** SOURCE RECORDS follows **
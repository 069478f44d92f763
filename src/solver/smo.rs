//! Sequential Minimal Optimization (SMO) solver
//!
//! Solves the dual of the soft-margin SVM for ±1 labels. The decision
//! function is `f(x) = Σ α_i y_i K(x_i, x) + b`, and the error cache holds
//! `E_i = f(x_i) - y_i` with the running bias included.

use crate::cache::KernelCache;
use crate::core::{ClassifierError, OptimizationResult, Result, Sample, SolverConfig};
use crate::kernel::Kernel;
use log::{debug, trace};
use std::sync::Arc;

/// SMO solver for one binary problem
pub struct SMOSolver<K: Kernel> {
    kernel: Arc<K>,
    config: SolverConfig,
}

/// Mutable state of one solve
struct SolverState<'a> {
    samples: &'a [Sample],
    norms: Vec<f64>,
    alpha: Vec<f64>,
    errors: Vec<f64>,
    bias: f64,
    cache: KernelCache,
}

impl<K: Kernel> SMOSolver<K> {
    pub fn new(kernel: Arc<K>, config: SolverConfig) -> Self {
        Self { kernel, config }
    }

    pub fn config(&self) -> &SolverConfig {
        &self.config
    }

    /// Solve the dual problem for `samples`
    pub fn solve(&self, samples: &[Sample]) -> Result<OptimizationResult> {
        if samples.is_empty() {
            return Err(ClassifierError::EmptyDataset);
        }
        if let Some(bad) = samples.iter().find(|s| s.label != 1.0 && s.label != -1.0) {
            return Err(ClassifierError::InvalidLabel(bad.label));
        }
        if self.config.c <= 0.0 {
            return Err(ClassifierError::InvalidParameter(format!(
                "C must be positive, got: {}",
                self.config.c
            )));
        }

        let n = samples.len();

        // A one-class problem has no margin; the bias alone reproduces the label
        if samples.iter().all(|s| s.label == samples[0].label) {
            return Ok(OptimizationResult {
                alpha: vec![0.0; n],
                b: samples[0].label,
                support_vectors: Vec::new(),
                iterations: 0,
            });
        }

        let mut state = SolverState {
            samples,
            norms: samples.iter().map(|s| s.features.norm_squared()).collect(),
            alpha: vec![0.0; n],
            errors: samples.iter().map(|s| -s.label).collect(),
            bias: 0.0,
            cache: KernelCache::for_problem(self.config.cache_size, n),
        };

        let mut iterations = 0;
        let mut num_changed = 0;
        let mut examine_all = true;

        while (num_changed > 0 || examine_all) && iterations < self.config.max_iterations {
            num_changed = 0;

            for i in 0..n {
                let non_bound = state.alpha[i] > 0.0 && state.alpha[i] < self.config.c;
                if (examine_all || non_bound) && self.examine_example(i, &mut state) {
                    num_changed += 1;
                }
            }
            trace!("Pass {iterations}: {num_changed} multipliers changed");

            if examine_all {
                examine_all = false;
            } else if num_changed == 0 {
                examine_all = true;
            }
            iterations += 1;
        }

        let b = self.refine_bias(&state);
        let support_vectors: Vec<usize> = state
            .alpha
            .iter()
            .enumerate()
            .filter(|(_, &a)| a > 0.0)
            .map(|(i, _)| i)
            .collect();

        debug!(
            "SMO finished after {iterations} passes: {} support vectors, cache hit rate {:.1}%",
            support_vectors.len(),
            100.0 * state.cache.hit_rate()
        );

        Ok(OptimizationResult {
            alpha: state.alpha,
            b,
            support_vectors,
            iterations,
        })
    }

    fn kernel_value(&self, state: &mut SolverState, i: usize, j: usize) -> f64 {
        let samples = state.samples;
        let norms = &state.norms;
        let kernel = &self.kernel;
        state.cache.get_or_compute(i, j, || {
            kernel.compute_with_norms(&samples[i].features, &samples[j].features, norms[i], norms[j])
        })
    }

    /// Try to make progress on multiplier `i` if it violates the KKT conditions
    fn examine_example(&self, i: usize, state: &mut SolverState) -> bool {
        let tol = self.config.epsilon;
        let c = self.config.c;
        let alpha_i = state.alpha[i];
        let r_i = state.errors[i] * state.samples[i].label;

        if !((r_i < -tol && alpha_i < c) || (r_i > tol && alpha_i > 0.0)) {
            return false;
        }

        // Second choice: maximal |E_i - E_j|
        let e_i = state.errors[i];
        let best = state
            .errors
            .iter()
            .enumerate()
            .filter(|&(j, _)| j != i)
            .max_by(|(_, a), (_, b)| (e_i - **a).abs().total_cmp(&(e_i - **b).abs()))
            .map(|(j, _)| j);

        if let Some(j) = best {
            if self.take_step(i, j, state) {
                return true;
            }
        }

        // Fall back to the non-bound multipliers, then to everything else
        let n = state.samples.len();
        let candidates: Vec<usize> = (1..n).map(|offset| (i + offset) % n).collect();
        for pass_non_bound in [true, false] {
            for &j in &candidates {
                if Some(j) == best {
                    continue;
                }
                let non_bound = state.alpha[j] > 0.0 && state.alpha[j] < c;
                if non_bound == pass_non_bound && self.take_step(i, j, state) {
                    return true;
                }
            }
        }

        false
    }

    /// Jointly optimize multipliers `i` and `j`
    fn take_step(&self, i: usize, j: usize, state: &mut SolverState) -> bool {
        if i == j {
            return false;
        }

        let c = self.config.c;
        let eps = self.config.epsilon;
        let y_i = state.samples[i].label;
        let y_j = state.samples[j].label;
        let alpha_i_old = state.alpha[i];
        let alpha_j_old = state.alpha[j];
        let e_i = state.errors[i];
        let e_j = state.errors[j];
        let s = y_i * y_j;

        let (low, high) = if y_i != y_j {
            let diff = alpha_j_old - alpha_i_old;
            (0.0_f64.max(diff), c.min(c + diff))
        } else {
            let sum = alpha_i_old + alpha_j_old;
            (0.0_f64.max(sum - c), c.min(sum))
        };
        if low >= high {
            return false;
        }

        let k_ii = self.kernel_value(state, i, i);
        let k_ij = self.kernel_value(state, i, j);
        let k_jj = self.kernel_value(state, j, j);
        let eta = k_ii + k_jj - 2.0 * k_ij;
        if eta <= 0.0 {
            return false;
        }

        let alpha_j_new = (alpha_j_old + y_j * (e_i - e_j) / eta).clamp(low, high);
        if (alpha_j_new - alpha_j_old).abs() < eps * (alpha_j_new + alpha_j_old + eps) {
            return false;
        }
        let alpha_i_new = alpha_i_old + s * (alpha_j_old - alpha_j_new);

        let delta_i = y_i * (alpha_i_new - alpha_i_old);
        let delta_j = y_j * (alpha_j_new - alpha_j_old);

        let b_i = state.bias - e_i - delta_i * k_ii - delta_j * k_ij;
        let b_j = state.bias - e_j - delta_i * k_ij - delta_j * k_jj;
        let bias_new = if alpha_i_new > 0.0 && alpha_i_new < c {
            b_i
        } else if alpha_j_new > 0.0 && alpha_j_new < c {
            b_j
        } else {
            0.5 * (b_i + b_j)
        };
        let delta_b = bias_new - state.bias;

        state.alpha[i] = alpha_i_new;
        state.alpha[j] = alpha_j_new;
        state.bias = bias_new;

        for k in 0..state.samples.len() {
            let k_ik = self.kernel_value(state, i, k);
            let k_jk = self.kernel_value(state, j, k);
            state.errors[k] += delta_i * k_ik + delta_j * k_jk + delta_b;
        }

        true
    }

    /// Average the bias implied by the free support vectors
    ///
    /// Falls back to the running bias when every multiplier sits at a bound.
    fn refine_bias(&self, state: &SolverState) -> f64 {
        let c = self.config.c;
        let (sum, count) = state
            .alpha
            .iter()
            .zip(state.errors.iter())
            .filter(|(&a, _)| a > 0.0 && a < c)
            .fold((0.0, 0usize), |(sum, count), (_, &e)| (sum + e, count + 1));

        if count > 0 {
            state.bias - sum / count as f64
        } else {
            state.bias
        }
    }
}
** End of SOURCE RECORDS **
• TASK REQUIREMENTS: Please return all lines from the records that hold the word "OptimizationResult".

• SOLUTION TO THE PROBLEM:
use crate::core::{ClassifierError, OptimizationResult, Result, Sample, SolverConfig};
    pub fn solve(&self, samples: &[Sample]) -> Result<OptimizationResult> {
            return Ok(OptimizationResult {
        Ok(OptimizationResult {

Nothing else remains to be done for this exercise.